---------- LISTED ENTRIES

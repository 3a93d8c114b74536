//! `apm` CLI entry point.
//!
//! Logging follows the teacher's `main.rs` precedence: an explicit
//! `RUST_LOG` always wins, `--verbose` asks for debug logging absent that,
//! `--quiet` suppresses logging unless `RUST_LOG` overrides it.

use anyhow::Result;
use apm_cli::cli::Cli;
use apm_cli::core::error::{contextualize, ApmError, ErrorContext};
use clap::Parser;
use tracing_subscriber::EnvFilter;

#[tokio::main]
async fn main() -> Result<()> {
    let cli = Cli::parse();
    let config = cli.build_config();

    let filter = if std::env::var("RUST_LOG").is_ok() {
        EnvFilter::try_from_default_env().unwrap_or_else(|_| EnvFilter::new("error"))
    } else {
        match config.log_level.as_deref() {
            Some(level) => EnvFilter::new(level),
            None => EnvFilter::new("off"),
        }
    };

    tracing_subscriber::fmt().with_env_filter(filter).with_target(false).with_thread_ids(false).init();

    #[cfg(windows)]
    colored::control::set_virtual_terminal(true).ok();

    match cli.execute().await {
        Ok(()) => Ok(()),
        Err(e) => {
            let ctx = match e.downcast::<ApmError>() {
                Ok(apm_err) => contextualize(apm_err),
                Err(e) => ErrorContext::new(ApmError::Other { message: e.to_string() }),
            };
            ctx.display();
            std::process::exit(1);
        }
    }
}
//! The resolved dependency graph: nodes are installed packages, edges are
//! declared dependencies. Built on `petgraph::graph::DiGraph` the way the
//! teacher's `DependencyGraph` is, but keyed by canonical install path
//! (first-wins conflict resolution) rather than `(resource_type, name, source)`.

use crate::lockfile::LockedDependency;
use crate::reference::DependencyRef;
use petgraph::graph::{DiGraph, NodeIndex};
use std::collections::HashMap;

/// A node that has been fetched and attached to the graph.
#[derive(Debug, Clone)]
pub struct ResolvedNode {
    pub canonical_key: String,
    pub dep_ref: DependencyRef,
    pub depth: u32,
    pub parent: Option<String>,
    pub resolved_commit: String,
}

/// A diagnostic recorded when a second edge targets an already-resolved
/// canonical key (first-wins; the edge is kept for diagnostics per §4.3).
#[derive(Debug, Clone)]
pub struct ConflictRecord {
    pub canonical_key: String,
    pub rejected_parent: Option<String>,
}

/// Directed graph of resolved packages, indexed by canonical install path.
pub struct DependencyGraph {
    graph: DiGraph<ResolvedNode, ()>,
    node_map: HashMap<String, NodeIndex>,
    pub conflicts: Vec<ConflictRecord>,
}

impl DependencyGraph {
    pub fn new() -> Self {
        Self {
            graph: DiGraph::new(),
            node_map: HashMap::new(),
            conflicts: Vec::new(),
        }
    }

    pub fn contains_key(&self, key: &str) -> bool {
        self.node_map.contains_key(key)
    }

    /// Insert a freshly-resolved node, wiring an edge from its parent if any.
    pub fn insert(&mut self, node: ResolvedNode) {
        let key = node.canonical_key.clone();
        let parent = node.parent.clone();
        let idx = self.graph.add_node(node);
        self.node_map.insert(key, idx);

        if let Some(parent_key) = parent
            && let Some(&parent_idx) = self.node_map.get(&parent_key)
        {
            self.graph.add_edge(parent_idx, idx, ());
        }
    }

    /// Record a diagnostic edge for a dependency that resolved to an
    /// already-installed canonical key (cycle, or a second distinct ref
    /// colliding on the same key). The existing node always wins.
    pub fn record_conflict_edge(&mut self, key: &str, rejected_parent: Option<String>) {
        if let (Some(parent_key), Some(&idx)) =
            (rejected_parent.clone(), self.node_map.get(key))
            && let Some(&parent_idx) = self.node_map.get(&parent_key)
        {
            self.graph.add_edge(parent_idx, idx, ());
        }
        self.conflicts.push(ConflictRecord {
            canonical_key: key.to_string(),
            rejected_parent,
        });
    }

    pub fn node(&self, key: &str) -> Option<&ResolvedNode> {
        self.node_map.get(key).map(|&idx| &self.graph[idx])
    }

    pub fn nodes(&self) -> impl Iterator<Item = &ResolvedNode> {
        self.graph.node_weights()
    }

    pub fn len(&self) -> usize {
        self.graph.node_count()
    }

    pub fn is_empty(&self) -> bool {
        self.graph.node_count() == 0
    }

    /// Project the graph into the serialized lockfile form.
    pub fn to_locked_dependencies(&self) -> Vec<LockedDependency> {
        self.nodes()
            .map(|node| LockedDependency {
                repo_url: node.dep_ref.repo_path.join("/"),
                host: node.dep_ref.host.clone(),
                resolved_commit: node.resolved_commit.clone(),
                resolved_ref: node.dep_ref.reference.clone().unwrap_or_else(|| "main".to_string()),
                version: None,
                virtual_path: node.dep_ref.virtual_path.clone(),
                is_virtual: node.dep_ref.is_virtual(),
                depth: node.depth,
                resolved_by: node.parent.clone().unwrap_or_else(|| "root".to_string()),
            })
            .collect()
    }
}

impl Default for DependencyGraph {
    fn default() -> Self {
        Self::new()
    }
}

#[cfg(test)]
mod tests {
    use super::*;
    use crate::core::Environment;
    use std::collections::HashMap as StdHashMap;

    fn dep_ref(s: &str) -> DependencyRef {
        let env = Environment::new("/tmp", StdHashMap::new());
        DependencyRef::parse(s, &env).unwrap()
    }

    fn node(key: &str, depth: u32, parent: Option<&str>) -> ResolvedNode {
        ResolvedNode {
            canonical_key: key.to_string(),
            dep_ref: dep_ref("owner/repo"),
            depth,
            parent: parent.map(String::from),
            resolved_commit: "a".repeat(40),
        }
    }

    #[test]
    fn insert_then_contains_key() {
        let mut graph = DependencyGraph::new();
        graph.insert(node("owner/repo", 1, None));
        assert!(graph.contains_key("owner/repo"));
        assert_eq!(graph.len(), 1);
    }

    #[test]
    fn conflict_edge_is_recorded_without_creating_a_second_node() {
        let mut graph = DependencyGraph::new();
        graph.insert(node("owner/repo", 1, None));
        graph.record_conflict_edge("owner/repo", Some("some/parent".to_string()));
        assert_eq!(graph.len(), 1);
        assert_eq!(graph.conflicts.len(), 1);
    }

    #[test]
    fn to_locked_dependencies_preserves_depth_and_commit() {
        let mut graph = DependencyGraph::new();
        graph.insert(node("owner/repo", 2, Some("root".to_string())));
        let locked = graph.to_locked_dependencies();
        assert_eq!(locked.len(), 1);
        assert_eq!(locked[0].depth, 2);
        assert_eq!(locked[0].resolved_by, "root");
    }
}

--------------------

**TASK TO CARRY OUT**
Would you reproduce all the entries exactly?

**YOUR SOLUTION**
repository 3a93d8c114b74536
//! `apm` CLI entry point.
//!
//! Logging follows the teacher's `main.rs` precedence: an explicit
//! `RUST_LOG` always wins, `--verbose` asks for debug logging absent that,
//! `--quiet` suppresses logging unless `RUST_LOG` overrides it.

use anyhow::Result;
use apm_cli::cli::Cli;
use apm_cli::core::error::{contextualize, ApmError, ErrorContext};
use clap::Parser;
use tracing_subscriber::EnvFilter;

#[tokio::main]
async fn main() -> Result<()> {
    let cli = Cli::parse();
    let config = cli.build_config();

    let filter = if std::env::var("RUST_LOG").is_ok() {
        EnvFilter::try_from_default_env().unwrap_or_else(|_| EnvFilter::new("error"))
    } else {
        match config.log_level.as_deref() {
            Some(level) => EnvFilter::new(level),
            None => EnvFilter::new("off"),
        }
    };

    tracing_subscriber::fmt().with_env_filter(filter).with_target(false).with_thread_ids(false).init();

    #[cfg(windows)]
    colored::control::set_virtual_terminal(true).ok();

    match cli.execute().await {
        Ok(()) => Ok(()),
        Err(e) => {
            let ctx = match e.downcast::<ApmError>() {
                Ok(apm_err) => contextualize(apm_err),
                Err(e) => ErrorContext::new(ApmError::Other { message: e.to_string() }),
            };
            ctx.display();
            std::process::exit(1);
        }
    }
}
//! The resolved dependency graph: nodes are installed packages, edges are
//! declared dependencies. Built on `petgraph::graph::DiGraph` the way the
//! teacher's `DependencyGraph` is, but keyed by canonical install path
//! (first-wins conflict resolution) rather than `(resource_type, name, source)`.

use crate::lockfile::LockedDependency;
use crate::reference::DependencyRef;
use petgraph::graph::{DiGraph, NodeIndex};
use std::collections::HashMap;

/// A node that has been fetched and attached to the graph.
#[derive(Debug, Clone)]
pub struct ResolvedNode {
    pub canonical_key: String,
    pub dep_ref: DependencyRef,
    pub depth: u32,
    pub parent: Option<String>,
    pub resolved_commit: String,
}

/// A diagnostic recorded when a second edge targets an already-resolved
/// canonical key (first-wins; the edge is kept for diagnostics per §4.3).
#[derive(Debug, Clone)]
pub struct ConflictRecord {
    pub canonical_key: String,
    pub rejected_parent: Option<String>,
}

/// Directed graph of resolved packages, indexed by canonical install path.
pub struct DependencyGraph {
    graph: DiGraph<ResolvedNode, ()>,
    node_map: HashMap<String, NodeIndex>,
    pub conflicts: Vec<ConflictRecord>,
}

impl DependencyGraph {
    pub fn new() -> Self {
        Self {
            graph: DiGraph::new(),
            node_map: HashMap::new(),
            conflicts: Vec::new(),
        }
    }

    pub fn contains_key(&self, key: &str) -> bool {
        self.node_map.contains_key(key)
    }

    /// Insert a freshly-resolved node, wiring an edge from its parent if any.
    pub fn insert(&mut self, node: ResolvedNode) {
        let key = node.canonical_key.clone();
        let parent = node.parent.clone();
        let idx = self.graph.add_node(node);
        self.node_map.insert(key, idx);

        if let Some(parent_key) = parent
            && let Some(&parent_idx) = self.node_map.get(&parent_key)
        {
            self.graph.add_edge(parent_idx, idx, ());
        }
    }

    /// Record a diagnostic edge for a dependency that resolved to an
    /// already-installed canonical key (cycle, or a second distinct ref
    /// colliding on the same key). The existing node always wins.
    pub fn record_conflict_edge(&mut self, key: &str, rejected_parent: Option<String>) {
        if let (Some(parent_key), Some(&idx)) =
            (rejected_parent.clone(), self.node_map.get(key))
            && let Some(&parent_idx) = self.node_map.get(&parent_key)
        {
            self.graph.add_edge(parent_idx, idx, ());
        }
        self.conflicts.push(ConflictRecord {
            canonical_key: key.to_string(),
            rejected_parent,
        });
    }

    pub fn node(&self, key: &str) -> Option<&ResolvedNode> {
        self.node_map.get(key).map(|&idx| &self.graph[idx])
    }

    pub fn nodes(&self) -> impl Iterator<Item = &ResolvedNode> {
        self.graph.node_weights()
    }

    pub fn len(&self) -> usize {
        self.graph.node_count()
    }

    pub fn is_empty(&self) -> bool {
        self.graph.node_count() == 0
    }

    /// Project the graph into the serialized lockfile form.
    pub fn to_locked_dependencies(&self) -> Vec<LockedDependency> {
        self.nodes()
            .map(|node| LockedDependency {
                repo_url: node.dep_ref.repo_path.join("/"),
                host: node.dep_ref.host.clone(),
                resolved_commit: node.resolved_commit.clone(),
                resolved_ref: node.dep_ref.reference.clone().unwrap_or_else(|| "main".to_string()),
                version: None,
                virtual_path: node.dep_ref.virtual_path.clone(),
                is_virtual: node.dep_ref.is_virtual(),
                depth: node.depth,
                resolved_by: node.parent.clone().unwrap_or_else(|| "root".to_string()),
            })
            .collect()
    }
}

impl Default for DependencyGraph {
    fn default() -> Self {
        Self::new()
    }
}

#[cfg(test)]
mod tests {
    use super::*;
    use crate::core::Environment;
    use std::collections::HashMap as StdHashMap;

    fn dep_ref(s: &str) -> DependencyRef {
        let env = Environment::new("/tmp", StdHashMap::new());
        DependencyRef::parse(s, &env).unwrap()
    }

    fn node(key: &str, depth: u32, parent: Option<&str>) -> ResolvedNode {
        ResolvedNode {
            canonical_key: key.to_string(),
            dep_ref: dep_ref("owner/repo"),
            depth,
            parent: parent.map(String::from),
            resolved_commit: "a".repeat(40),
        }
    }

    #[test]
    fn insert_then_contains_key() {
        let mut graph = DependencyGraph::new();
        graph.insert(node("owner/repo", 1, None));
        assert!(graph.contains_key("owner/repo"));
        assert_eq!(graph.len(), 1);
    }

    #[test]
    fn conflict_edge_is_recorded_without_creating_a_second_node() {
        let mut graph = DependencyGraph::new();
        graph.insert(node("owner/repo", 1, None));
        graph.record_conflict_edge("owner/repo", Some("some/parent".to_string()));
        assert_eq!(graph.len(), 1);
        assert_eq!(graph.conflicts.len(), 1);
    }

    #[test]
    fn to_locked_dependencies_preserves_depth_and_commit() {
        let mut graph = DependencyGraph::new();
        graph.insert(node("owner/repo", 2, Some("root".to_string())));
        let locked = graph.to_locked_dependencies();
        assert_eq!(locked.len(), 1);
        assert_eq!(locked[0].depth, 2);
        assert_eq!(locked[0].resolved_by, "root");
    }
}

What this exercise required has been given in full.